Family governance innovation
The notion that psychological and relational issues of ultra-high net worth families need to be addressed through the three considerations mentioned above is one that I developed in my book, Fragile Power, and recently honed in a chapter for a special edition of Globe Law and Business.
It relates to the creation of effective prenuptial agreements in the following three ways:
1. The intrapersonal: This is a psychological construct that refers to how a person views their agency in the world. In the context of a prenuptial agreement, the key consideration is determining the intended spouses’ loci of control. Research, including my own, has shown that first generation wealth creators have what’s known as a robust internal locus of control. The feel like they are masters of their world and are confident if they lost their fortune, they could make it again. Subsequent generations typically have what’s known as an external locus of control. They struggle to find their identities in the world. They are terrified of losing their money and have no idea how they would support their selves and their family much less remake the family fortune if it were to disappear.

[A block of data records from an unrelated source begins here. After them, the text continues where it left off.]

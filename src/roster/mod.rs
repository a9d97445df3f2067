//! Recipient roster: the input document naming who receives the message.
//!
//! A roster has two top-level fields: `universals` (people appended to every
//! group) and `groups` (either a scalar phone number or a map of member
//! names to numbers). Numbers stay raw strings at parse time and are checked
//! against the configured [`PhoneFormat`](crate::domain::PhoneFormat) when
//! the roster is resolved, so the format policy remains a run-time
//! configuration choice.

mod resolver;
pub use resolver::{resolve, ResolvedGroup};

use crate::error::RosterResult;
use serde::{Deserialize, Serialize};
use std::collections::BTreeMap;
use std::fs;
use std::path::Path;

/// One entry under `groups`.
#[derive(Debug, Clone, PartialEq, Eq, Serialize, Deserialize)]
#[serde(untagged)]
pub enum GroupEntry {
    /// Scalar shorthand: a single number forms a one-member group.
    Single(String),

    /// Named members; the display names exist only for authoring and are
    /// discarded during resolution.
    Members(BTreeMap<String, String>),
}

/// Top-level recipient document.
///
/// Any field the schema does not know is rejected, as is any value of the
/// wrong shape; a roster either loads completely or not at all.
#[derive(Debug, Clone, Default, PartialEq, Eq, Serialize, Deserialize)]
#[serde(deny_unknown_fields)]
pub struct Roster {
    /// Display-name to phone number; appended to every group. May be empty.
    #[serde(default)]
    pub universals: BTreeMap<String, String>,

    /// Group name to a scalar number or a member map.
    #[serde(default)]
    pub groups: BTreeMap<String, GroupEntry>,
}

impl Roster {
    /// Parse a roster from JSON text.
    pub fn from_json(text: &str) -> RosterResult<Self> {
        Ok(serde_json::from_str(text)?)
    }

    /// Load a roster from a JSON file.
    pub fn load(path: &Path) -> RosterResult<Self> {
        let text = fs::read_to_string(path)?;
        Self::from_json(&text)
    }

    /// An example document, shown by `--print-example`.
    pub fn example() -> Self {
        let mut universals = BTreeMap::new();
        universals.insert("Business Partner".to_string(), "5555555555".to_string());

        let mut team1 = BTreeMap::new();
        team1.insert("John".to_string(), "5555555551".to_string());
        team1.insert("Paul".to_string(), "5555555552".to_string());
        team1.insert("George".to_string(), "5555555553".to_string());
        team1.insert("Ringo".to_string(), "5555555554".to_string());

        let mut team2 = BTreeMap::new();
        team2.insert("Roland O".to_string(), "5555555556".to_string());
        team2.insert("Curt S".to_string(), "5555555557".to_string());

        let mut groups = BTreeMap::new();
        groups.insert("Team 1".to_string(), GroupEntry::Members(team1));
        groups.insert("Team 2".to_string(), GroupEntry::Members(team2));
        groups.insert(
            "Adam Y".to_string(),
            GroupEntry::Single("5555555558".to_string()),
        );

        Roster { universals, groups }
    }

    /// The example document as pretty-printed JSON.
    pub fn example_json() -> String {
        serde_json::to_string_pretty(&Self::example()).expect("example roster serializes")
    }
}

2. The interpersonal: The key consideration in this realm is how value will be provided and exchanged in the marriage. Here, it’s important to be hyper aware of the historical devaluation that occurs around what are seen as feminine contributions to a relationship and family such as nurturing and emotional support. It’s also important to be aware of the stereotypical and demeaning assumptions that are made about feminine voices who assert their value in relationships where there is a disparity of wealth.
3. The sociocultural: Life occurs in a context. For family businesses, the context in which they operate is complex and nuanced. As this relates to the creation of a prenuptial agreement, families must consider the significance of a death or divorce in their religious and secular communities. Muslim families will take guidance from Sharia Law and Christians from their scriptures. The ultimate goal should be the creation of an agreement that keeps the dignity of the family’s religion and community reputation at the forefront of their negotiations.
Successful family businesses do difficult really well
One of the most common responses I get when I talk about my innovative work in the realm of prenuptial agreements is, “Isn’t that difficult.” My answer is an unequivocal yes. Assisting families in processing the raft of psychological issues that arise in creating meaningful prenuptial agreements is difficult indeed. But the mastery over the difficult areas of life is a skill that enables successful families surpass their rivals. They are also the areas that provide alpha returns on their family capital. For this reason, rather than approaching the creation of prenuptial agreements with trepidation, embrace them as vehicles to enhance relational functioning and as opportunities to master the art of family engagement. By walking down this relational rather than transactional path, prenuptial agreements will not be liabilities to dread, but rather assets that will enhance a family’s relational well-being and business successes.